Multiple sympathetic authorities and organisations have shown their support and solidarity in recent weeks towards the Asian American community, on account of the rising rate of hate crimes against AAPIs in the West, particularly within the USA. One such display was by the UCLA Center for Neighbourhood Knowledge (CNK), which developed a new website called the Movement Hub. This website serves as the centralised platform to amplify on-the-ground activism by the AAPI community and promote unity in a time when we must be driven to protest at the cost of our very health just to ensure our rights as humans aren’t taken away from us.
Paul Ong, UCLA Luskin research professor and CNK director stated, “It’s our hope that this site will be a useful tool to raise awareness on the intersectional issues impacting the AAPI community and other communities of colour.” It is such, then, that pain and discord have achieved what peacetime could not through the form of inter-communal fraternity and elite help extended to marginalised groups.
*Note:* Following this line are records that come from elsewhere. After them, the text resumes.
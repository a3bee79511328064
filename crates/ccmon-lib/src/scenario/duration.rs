//! Go-style duration parsing and formatting
//!
//! Scenario files express offsets the way Go's `time.Duration` prints
//! them: `30s`, `1m30s`, `1.5h`, `250ms`. A bare number is seconds.

use crate::error::ScenarioError;
use serde::{Deserialize, Deserializer};
use std::fmt::Write;
use std::time::Duration;

/// Parse a duration such as `1h2m3.5s` or `250ms`
pub fn parse_duration(input: &str) -> Result<Duration, ScenarioError> {
    let invalid = || ScenarioError::InvalidDuration(input.to_string());
    let s = input.trim();
    if s.is_empty() {
        return Err(invalid());
    }

    if let Ok(secs) = s.parse::<f64>() {
        if !secs.is_finite() || secs < 0.0 {
            return Err(invalid());
        }
        return Duration::try_from_secs_f64(secs).map_err(|_| invalid());
    }

    let mut rest = s;
    let mut total_secs = 0.0f64;
    while !rest.is_empty() {
        let number_end = rest
            .find(|c: char| !(c.is_ascii_digit() || c == '.'))
            .unwrap_or(rest.len());
        if number_end == 0 {
            return Err(invalid());
        }
        let value: f64 = rest[..number_end].parse().map_err(|_| invalid())?;
        rest = &rest[number_end..];

        let unit_end = rest
            .find(|c: char| c.is_ascii_digit() || c == '.')
            .unwrap_or(rest.len());
        let scale = match &rest[..unit_end] {
            "ns" => 1e-9,
            "us" | "µs" | "μs" => 1e-6,
            "ms" => 1e-3,
            "s" => 1.0,
            "m" => 60.0,
            "h" => 3600.0,
            _ => return Err(invalid()),
        };
        total_secs += value * scale;
        rest = &rest[unit_end..];
    }

    Duration::try_from_secs_f64(total_secs).map_err(|_| invalid())
}

/// Format a duration compactly, e.g. `1m30s` or `250ms`
pub fn format_duration(d: Duration) -> String {
    if d.is_zero() {
        return "0s".to_string();
    }
    if d < Duration::from_secs(1) {
        return format!("{}ms", d.as_millis());
    }

    let total = d.as_secs();
    let (hours, minutes, seconds) = (total / 3600, (total % 3600) / 60, total % 60);
    let mut out = String::new();
    if hours > 0 {
        let _ = write!(out, "{}h", hours);
    }
    if hours > 0 || minutes > 0 {
        let _ = write!(out, "{}m", minutes);
    }
    let millis = d.subsec_millis();
    if millis > 0 {
        let frac = format!("{:03}", millis);
        let _ = write!(out, "{}.{}s", seconds, frac.trim_end_matches('0'));
    } else {
        let _ = write!(out, "{}s", seconds);
    }
    out
}

/// Scalar accepted wherever the scenario expects a duration or quantity
#[derive(Debug, Clone, Deserialize)]
#[serde(untagged)]
pub(crate) enum Scalar {
    Text(String),
    Integer(i64),
    Float(f64),
}

impl Scalar {
    pub(crate) fn into_string(self) -> String {
        match self {
            Scalar::Text(s) => s,
            Scalar::Integer(i) => i.to_string(),
            Scalar::Float(f) => f.to_string(),
        }
    }
}

pub(crate) fn deserialize_scalar<'de, D>(deserializer: D) -> Result<Option<String>, D::Error>
where
    D: Deserializer<'de>,
{
    Ok(Option::<Scalar>::deserialize(deserializer)?.map(Scalar::into_string))
}
//! Health tracking for a monitoring run
//!
//! Each long-running task reports its own status; the binary exposes the
//! aggregate on `/healthz` and `/readyz`.

use serde::{Deserialize, Serialize};
use std::collections::HashMap;
use std::sync::Arc;
use tokio::sync::RwLock;

#[derive(Debug, Clone, Copy, PartialEq, Eq, Serialize, Deserialize)]
#[serde(rename_all = "lowercase")]
pub enum ComponentStatus {
    Healthy,
    /// Running, but currently recovering (e.g. resubscribing a watch)
    Degraded,
    Unhealthy,
}

impl ComponentStatus {
    pub fn is_operational(&self) -> bool {
        !matches!(self, ComponentStatus::Unhealthy)
    }
}

#[derive(Debug, Clone, Serialize, Deserialize)]
pub struct ComponentHealth {
    pub status: ComponentStatus,
    #[serde(skip_serializing_if = "Option::is_none")]
    pub message: Option<String>,
    /// Unix seconds of the last status change
    pub updated_at: i64,
}

impl ComponentHealth {
    fn with_status(status: ComponentStatus, message: Option<String>) -> Self {
        Self {
            status,
            message,
            updated_at: chrono::Utc::now().timestamp(),
        }
    }

    pub fn healthy() -> Self {
        Self::with_status(ComponentStatus::Healthy, None)
    }

    pub fn degraded(message: impl Into<String>) -> Self {
        Self::with_status(ComponentStatus::Degraded, Some(message.into()))
    }

    pub fn unhealthy(message: impl Into<String>) -> Self {
        Self::with_status(ComponentStatus::Unhealthy, Some(message.into()))
    }
}

#[derive(Debug, Clone, Serialize, Deserialize)]
pub struct HealthResponse {
    pub status: ComponentStatus,
    pub components: HashMap<String, ComponentHealth>,
}

impl HealthResponse {
    /// Worst status across all components; an empty set is healthy
    pub fn compute_status(components: &HashMap<String, ComponentHealth>) -> ComponentStatus {
        components
            .values()
            .map(|c| c.status)
            .fold(ComponentStatus::Healthy, |worst, s| match (worst, s) {
                (ComponentStatus::Unhealthy, _) | (_, ComponentStatus::Unhealthy) => {
                    ComponentStatus::Unhealthy
                }
                (ComponentStatus::Degraded, _) | (_, ComponentStatus::Degraded) => {
                    ComponentStatus::Degraded
                }
                _ => ComponentStatus::Healthy,
            })
    }
}

#[derive(Debug, Clone, Serialize, Deserialize)]
pub struct ReadinessResponse {
    pub ready: bool,
    #[serde(skip_serializing_if = "Option::is_none")]
    pub reason: Option<String>,
}

/// Component names for health tracking
pub mod components {
    pub const NODE_WATCH: &str = "node_watch";
    pub const POD_WATCH: &str = "pod_watch";
    pub const COST_SAMPLER: &str = "cost_sampler";
    pub const SCHEDULER: &str = "scheduler";
}

/// Shared registry of component health; clones share state
#[derive(Debug, Clone)]
pub struct HealthRegistry {
    components: Arc<RwLock<HashMap<String, ComponentHealth>>>,
    ready: Arc<RwLock<bool>>,
}

impl Default for HealthRegistry {
    fn default() -> Self {
        Self::new()
    }
}

impl HealthRegistry {
    pub fn new() -> Self {
        Self {
            components: Arc::new(RwLock::new(HashMap::new())),
            ready: Arc::new(RwLock::new(false)),
        }
    }

    pub async fn register(&self, name: &str) {
        self.update(name, ComponentHealth::healthy()).await;
    }

    pub async fn update(&self, name: &str, health: ComponentHealth) {
        self.components
            .write()
            .await
            .insert(name.to_string(), health);
    }

    pub async fn set_healthy(&self, name: &str) {
        self.update(name, ComponentHealth::healthy()).await;
    }

    pub async fn set_degraded(&self, name: &str, message: impl Into<String>) {
        self.update(name, ComponentHealth::degraded(message)).await;
    }

    pub async fn set_unhealthy(&self, name: &str, message: impl Into<String>) {
        self.update(name, ComponentHealth::unhealthy(message)).await;
    }

    /// Status of one component, if registered
    pub async fn status(&self, name: &str) -> Option<ComponentStatus> {
        self.components.read().await.get(name).map(|c| c.status)
    }

    /// Ready once the run has started and until it finishes
    pub async fn set_ready(&self, ready: bool) {
        *self.ready.write().await = ready;
    }

    pub async fn health(&self) -> HealthResponse {
        let components = self.components.read().await.clone();
        let status = HealthResponse::compute_status(&components);
        HealthResponse { status, components }
    }

    pub async fn readiness(&self) -> ReadinessResponse {
        let ready = *self.ready.read().await;
        if !ready {
            return ReadinessResponse {
                ready: false,
                reason: Some("No scenario running".to_string()),
            };
        }

        let health = self.health().await;
        if !health.status.is_operational() {
            let failed: Vec<_> = health
                .components
                .iter()
                .filter(|(_, c)| !c.status.is_operational())
                .map(|(name, _)| name.as_str())
                .collect();
            return ReadinessResponse {
                ready: false,
                reason: Some(format!("Unhealthy components: {}", failed.join(", "))),
            };
        }

        ReadinessResponse {
            ready: true,
            reason: None,
        }
    }
}
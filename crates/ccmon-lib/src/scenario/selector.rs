//! Label selector validation
//!
//! Accepts the Kubernetes label-selector string syntax used by list and
//! watch requests, e.g. `karpenter.sh/nodepool=default,!spot` or
//! `tier in (a,b)`.

use regex::Regex;
use std::sync::OnceLock;

const MAX_NAME_LEN: usize = 63;
const MAX_PREFIX_LEN: usize = 253;

static NAME_RE: OnceLock<Regex> = OnceLock::new();
static PREFIX_RE: OnceLock<Regex> = OnceLock::new();
static SET_RE: OnceLock<Regex> = OnceLock::new();

fn name_re() -> &'static Regex {
    NAME_RE.get_or_init(|| {
        Regex::new(r"^[A-Za-z0-9]([-A-Za-z0-9_.]*[A-Za-z0-9])?$").expect("name pattern is valid")
    })
}

fn prefix_re() -> &'static Regex {
    PREFIX_RE.get_or_init(|| {
        Regex::new(r"^[a-z0-9]([-a-z0-9]*[a-z0-9])?(\.[a-z0-9]([-a-z0-9]*[a-z0-9])?)*$")
            .expect("prefix pattern is valid")
    })
}

fn set_re() -> &'static Regex {
    SET_RE.get_or_init(|| {
        Regex::new(r"^(\S+)\s+(in|notin)\s*\((.*)\)$").expect("set pattern is valid")
    })
}

/// Operator of a single selector requirement
#[derive(Debug, Clone, PartialEq, Eq)]
pub enum Operator {
    Exists,
    DoesNotExist,
    Equals,
    NotEquals,
    In,
    NotIn,
}

/// One comma-separated clause of a selector
#[derive(Debug, Clone, PartialEq, Eq)]
pub struct Requirement {
    pub key: String,
    pub operator: Operator,
    pub values: Vec<String>,
}

/// Parse a label selector into its requirements
pub fn parse_selector(selector: &str) -> Result<Vec<Requirement>, String> {
    let selector = selector.trim();
    if selector.is_empty() {
        return Ok(Vec::new());
    }

    split_top_level(selector)?
        .into_iter()
        .map(|clause| parse_requirement(clause.trim()))
        .collect()
}

/// Split on commas that are not inside a value set
fn split_top_level(selector: &str) -> Result<Vec<&str>, String> {
    let mut clauses = Vec::new();
    let mut depth = 0usize;
    let mut start = 0;

    for (idx, c) in selector.char_indices() {
        match c {
            '(' => depth += 1,
            ')' => {
                depth = depth
                    .checked_sub(1)
                    .ok_or_else(|| "unbalanced ')'".to_string())?;
            }
            ',' if depth == 0 => {
                clauses.push(&selector[start..idx]);
                start = idx + 1;
            }
            _ => {}
        }
    }
    if depth != 0 {
        return Err("unbalanced '('".to_string());
    }
    clauses.push(&selector[start..]);
    Ok(clauses)
}

fn parse_requirement(clause: &str) -> Result<Requirement, String> {
    if clause.is_empty() {
        return Err("empty requirement".to_string());
    }

    if let Some(key) = clause.strip_prefix('!') {
        let key = key.trim();
        validate_key(key)?;
        return Ok(Requirement {
            key: key.to_string(),
            operator: Operator::DoesNotExist,
            values: Vec::new(),
        });
    }

    if let Some(caps) = set_re().captures(clause) {
        let key = &caps[1];
        validate_key(key)?;
        let operator = if &caps[2] == "in" {
            Operator::In
        } else {
            Operator::NotIn
        };
        let values: Vec<String> = caps[3]
            .split(',')
            .map(|v| v.trim().to_string())
            .collect();
        if values.iter().all(|v| v.is_empty()) {
            return Err(format!("set for {key:?} can't be empty"));
        }
        for value in &values {
            validate_value(value)?;
        }
        return Ok(Requirement {
            key: key.to_string(),
            operator,
            values,
        });
    }

    let (key, operator, value) = if let Some((k, v)) = clause.split_once("!=") {
        (k, Operator::NotEquals, v)
    } else if let Some((k, v)) = clause.split_once("==") {
        (k, Operator::Equals, v)
    } else if let Some((k, v)) = clause.split_once('=') {
        (k, Operator::Equals, v)
    } else {
        validate_key(clause)?;
        return Ok(Requirement {
            key: clause.to_string(),
            operator: Operator::Exists,
            values: Vec::new(),
        });
    };

    let (key, value) = (key.trim(), value.trim());
    validate_key(key)?;
    validate_value(value)?;
    Ok(Requirement {
        key: key.to_string(),
        operator,
        values: vec![value.to_string()],
    })
}

fn validate_key(key: &str) -> Result<(), String> {
    let name = match key.split_once('/') {
        Some((prefix, name)) => {
            if prefix.is_empty() || prefix.len() > MAX_PREFIX_LEN || !prefix_re().is_match(prefix)
            {
                return Err(format!("invalid key prefix {prefix:?}"));
            }
            name
        }
        None => key,
    };
    if name.is_empty() || name.len() > MAX_NAME_LEN || !name_re().is_match(name) {
        return Err(format!("invalid label key {key:?}"));
    }
    Ok(())
}

fn validate_value(value: &str) -> Result<(), String> {
    if value.is_empty() {
        return Ok(());
    }
    if value.len() > MAX_NAME_LEN || !name_re().is_match(value) {
        return Err(format!("invalid label value {value:?}"));
    }
    Ok(())
}

#[cfg(test)]
mod tests {
    use super::*;

    #[test]
    fn empty_selector_matches_everything() {
        assert!(parse_selector("").unwrap().is_empty());
        assert!(parse_selector("   ").unwrap().is_empty());
    }

    #[test]
    fn equality_and_existence() {
        let reqs = parse_selector("karpenter.sh/nodepool=default, !spot, tier!=web, zone").unwrap();
        assert_eq!(reqs.len(), 4);
        assert_eq!(reqs[0].key, "karpenter.sh/nodepool");
        assert_eq!(reqs[0].operator, Operator::Equals);
        assert_eq!(reqs[0].values, vec!["default".to_string()]);
        assert_eq!(reqs[1].operator, Operator::DoesNotExist);
        assert_eq!(reqs[2].operator, Operator::NotEquals);
        assert_eq!(reqs[3].operator, Operator::Exists);
    }

    #[test]
    fn double_equals_is_equality() {
        let reqs = parse_selector("app==web").unwrap();
        assert_eq!(reqs[0].operator, Operator::Equals);
        assert_eq!(reqs[0].values, vec!["web".to_string()]);
    }

    #[test]
    fn set_based_requirements() {
        let reqs = parse_selector("tier in (a, b),env notin (prod)").unwrap();
        assert_eq!(reqs.len(), 2);
        assert_eq!(reqs[0].operator, Operator::In);
        assert_eq!(reqs[0].values, vec!["a".to_string(), "b".to_string()]);
        assert_eq!(reqs[1].operator, Operator::NotIn);
    }

    #[test]
    fn rejects_malformed_selectors() {
        for bad in [
            "a=b=c",
            "tier in (a,b",
            "tier in ()",
            "=value",
            "app=,",
            "-bad",
            "Upper.Case/name=x",
            "key=val ue",
        ] {
            assert!(parse_selector(bad).is_err(), "expected {bad:?} to be rejected");
        }
    }

    #[test]
    fn rejects_overlong_names() {
        let long = "a".repeat(64);
        assert!(parse_selector(&long).is_err());
        assert!(parse_selector(&format!("k={long}")).is_err());
    }
}
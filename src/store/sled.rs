//! Sled-backed key-value store.

use crate::error::StoreError;
use crate::store::KVStore;
use std::path::Path;

/// Sled-based implementation of `KVStore`.
pub struct SledStore {
    db: ::sled::Db,
}

impl SledStore {
    /// Open (or create) a sled database at the given path.
    pub fn open<P: AsRef<Path>>(path: P) -> Result<Self, StoreError> {
        let db = ::sled::open(path)
            .map_err(|e| StoreError::Backend(format!("failed to open sled database: {}", e)))?;
        Ok(Self { db })
    }

    /// Flush all pending writes to disk.
    pub fn flush(&self) -> Result<(), StoreError> {
        self.db
            .flush()
            .map_err(|e| StoreError::Backend(format!("failed to flush database: {}", e)))?;
        Ok(())
    }

    /// Check whether a key exists without reading its value.
    pub fn contains(&self, key: &[u8]) -> Result<bool, StoreError> {
        self.db
            .contains_key(key)
            .map_err(|e| StoreError::Backend(format!("failed to check key: {}", e)))
    }
}

impl KVStore for SledStore {
    fn put(&self, key: &[u8], value: &[u8]) -> Result<(), StoreError> {
        self.db
            .insert(key, value)
            .map_err(|e| StoreError::Backend(format!("failed to put value: {}", e)))?;
        Ok(())
    }

    fn get(&self, key: &[u8]) -> Result<Option<Vec<u8>>, StoreError> {
        let value = self
            .db
            .get(key)
            .map_err(|e| StoreError::Backend(format!("failed to get value: {}", e)))?;
        Ok(value.map(|ivec| ivec.to_vec()))
    }
}
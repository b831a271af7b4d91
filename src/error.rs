//! Error types for DAG construction, retrieval, and storage.

use thiserror::Error;

/// Failures surfaced by the key-value store boundary.
#[derive(Debug, Error)]
pub enum StoreError {
    #[error("store I/O error: {0}")]
    Io(#[from] std::io::Error),

    #[error("store backend error: {0}")]
    Backend(String),
}

/// Failures surfaced by DAG construction and retrieval.
///
/// None of these are recovered locally; a failed `add` may leave orphaned
/// chunks behind, which content-addressing makes harmless.
#[derive(Debug, Error)]
pub enum DagError {
    #[error("chunk size must be greater than zero")]
    InvalidChunkSize,

    #[error("node has no chunks or children to hash")]
    EmptyNode,

    #[error("stored object has an unsupported node type")]
    UnsupportedNodeType,

    #[error("storage failure: {0}")]
    Storage(#[from] StoreError),

    #[error("no object found for hash {0}")]
    NotFound(String),

    #[error("file is incomplete: chunk {0} could not be read")]
    IncompleteFile(String),

    #[error("path segment not found: {0}")]
    PathNotFound(String),

    #[error("hash pool is closed")]
    PoolClosed,
}

impl DagError {
    /// NotFound carrying the hex form of the missing hash.
    pub fn not_found(hash: &crate::types::Hash) -> Self {
        DagError::NotFound(hex::encode(hash))
    }

    /// IncompleteFile carrying the hex form of the unreadable chunk hash.
    pub fn incomplete_file(hash: &crate::types::Hash) -> Self {
        DagError::IncompleteFile(hex::encode(hash))
    }
}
The hub’s resources will facilitate connections between people’s experiences and data, such as reporting hate crimes and suggesting ways to help victims. The AAPI Civic Engagement Fund has, in this time, provided $2 million towards an anti-racism network in 20 states. The senior program strategist at this organisation, Bo Thao-Urabe, states, “We have to find ways to participate in the global uprising for justice and radical transformation.” It is only through such links that true fraternity can be wrought.